Background: Data are lacking on the effects of the alternation of P2Y12 receptor antagonists (P2Y12) on bleeding and outcome in patients with myocardial infarction (MI) with cardiogenic shock (CS). We compared the effects of different P2Y12 and alternation of P2Y12 (combination) on bleeding and outcome in patients with MI and CS. Methods: Data from 247 patients divided into four groups clopidogrel, ticagrelor, prasugrel, and the combination group, were analyzed. The association between P2Y12 and bleeding as well as 30-day and one-year mortality was examined. Results: The highest bleeding rate was observed in patients in the combination group, followed by the clopidogrel, ticagrelor, and prasugrel groups [12(50%) patients, 22(28.2%), 21(18.3%) and 4(13.3%), respectively; p = 0.003]. Bleeding occurred with a similar frequency in the combination and clopidogrel groups (p = 0.081), but more frequently than in the ticagrelor and prasugrel groups (p = 0.002 and p = 0.006, respectively).
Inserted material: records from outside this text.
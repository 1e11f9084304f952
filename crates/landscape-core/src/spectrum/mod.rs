//! Timbre → per-tone spectra → per-cell partial pool.
pub mod pool;
pub mod template;
pub mod tone;

pub use pool::{MergePolicy, PartialPool};
pub use template::{build_spectrum_template, SpectrumTemplate, TemplateCounts};
pub use tone::{build_tone_spectrum, ToneSpectrum, TONE_BASE, TONE_X, TONE_Y};
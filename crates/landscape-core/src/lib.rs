//! Harmonic roughness landscapes.
//!
//! For a base tone and two frequency-ratio axes, every grid cell holds the
//! summed pairwise roughness of the three-tone chord `{1, x, y}`. The
//! resulting terrain is then searched for minima, basins, contours and
//! rational labels.
pub mod analysis;
pub mod config;
pub mod constants;
pub mod error;
pub mod field;
pub mod grid;
pub mod roughness;
pub mod sampling;
pub mod spectrum;
pub mod worker;

pub use config::EngineConfig;
pub use constants::{RoughnessConstants, STANDARD_CONSTANTS};
pub use error::{Cancelled, ComputeError, ConfigError};
pub use field::ScalarField;
#[cfg(feature = "threading")]
pub use grid::compute_grid_parallel;
pub use grid::{compute_grid, compute_tile, explain_cell, FieldSource, GridData, GridHooks, TileRect, TileResult};
pub use roughness::{pair_roughness, pool_roughness};
pub use worker::{TileWorker, TileWorkerPool, WorkerRequest, WorkerResponse};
Bleeding rates were similar in patients receiving P2Y12 alone (p = 0.13). Compared to clopidogrel, both ticagrelor and prasugrel had a lower bleeding risk (aOR 0.40; 95% CI 0.18-0.92; p = 0.032 and aOR 0.20; 95% CI 0.05-0.85; p = 0.029, respectively) and the combination had a similar bleeding risk (aOR 2.31; 95% CI 0.71-7.48; p = 0.16). The ticagrelor and prasugrel groups had more than an 80% and 90% lower bleeding risk than the combination group (aOR 0.17; 95% CI 0.06-0.55; p = 0.003 and aOR 0.09; 95% CI 0.02-0.44; p = 0.003, respectively). The unadjusted 30-day and one-year mortality were highest in the clopidogrel group, followed by the ticagrelor, prasugrel, and combination groups (44(56.4%) and 55(70.5%) patients died in the clopidogrel group, 53(46.1%) and 56(48.7%) in the ticagrelor group, 12(40%) and 14(46.7%) patients died in the prasugrel, and 6(25%) and 9(37.5%) patients died in the combination group; p = 0.045 and p < 0.0001. After adjustment for confounders, the P2Y12 groups were not independently associated with either 30-day (p = 0.23) or one-year (p = 0.17) mortality risk. Conclusion: Our results suggest that the choice of P2Y12 was not associated with treatment outcome. The combination of P2Y12 increased bleeding risk compared with ticagrelor and prasugrel and was comparable to clopidogrel in patients with MI and CS. However, these higher bleeding rates did not result in worse treatment outcomes.